Le traitement, s’il est bien toléré, doit être maintenu pendant les 4 à 6 mois qui suivent la fin du traitement par interféron et ribavirine.
De manière plus globale, l’importance d’associer le médecin traitant à la prise en charge est mise en exergue ainsi que la nécessaire multidisciplinarité et l’amélioration des collaborations entre professionnels.
La place du tiers, conjoint ou proche, est également mise en avant dans la démarche d’information et d’accompagnement.
Références
- (1) Sulkowski M, Wright T, Rossi S, et al.

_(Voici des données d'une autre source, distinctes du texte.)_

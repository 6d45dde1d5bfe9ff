//! Shared error variants (spec §7). Each `relay-*` crate defines its own
//! `thiserror` enum for crate-local failures; this one covers the outcomes
//! that cross component boundaries and need a single shape the HTTP surface
//! can map to a status code.

use thiserror::Error;

#[derive(Debug, Error)]
pub enum RelayError {
    /// Platform authorizer rejected the request, or returned no principal.
    #[error("authentication failed")]
    Authentication,

    /// The caller is not the owner of the referenced task.
    #[error("task {task_id} is not owned by the requesting user")]
    NotOwner { task_id: String },

    /// No task exists for the given id.
    #[error("task {task_id} not found")]
    TaskNotFound { task_id: String },

    /// The task is not in a state the requested operation accepts.
    #[error("task {task_id} is in terminal or unexpected state for this operation")]
    InvalidTaskState { task_id: String },

    #[error("create failed: {0}")]
    Create(String),

    #[error("load failed: {0}")]
    Load(String),

    #[error("update failed: {0}")]
    Update(String),

    #[error("delete failed: {0}")]
    Delete(String),

    #[error("token endpoint rejected scopes: {0:?}")]
    UnauthorizedScopes(Vec<String>),

    #[error("token exchange failed: {0}")]
    TokenExchange(String),

    #[error("token refresh failed: {0}")]
    Refresh(String),

    #[error("agent invocation failed: {0}")]
    AgentInvoke(String),

    #[error("plugin catalog definition error: {0}")]
    PluginCatalogDefinition(String),
}

pub type RelayResult<T> = Result<T, RelayError>;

Peginterferon alfa-2a does not alter the pharmacokinetics of methadone in patients with chronic hepatitis C undergoing methadone maintenance therapy. Clin Pharmacol Ther. Mar 2005;77(3):214-224.
- (2) Gupta SK, Sellers E, Somoza E, Angles L, Kolz K, Cutler DL. The effect of multiple doses of peginterferon alfa-2b on the steady-state pharmacokinetics of methadone in patients with chronic hepatitis C undergoing methadone maintenance therapy. J Clin Pharmacol. May 2007;47(5):604-612.
- (3) Berk SI, Litwin AH, Arnsten JH, Du E, Soloway I, Gourevitch MN. Effects of pegylated interferon alfa-2b on the pharmacokinetic and pharmacodynamic properties of methadone : A prospective, nonrandomized, crossover study in patients coinfected with hepatitis c and hiv receiving methadone maintenance treatment. Clinical Therapeutics. 2007;29(1):131-138.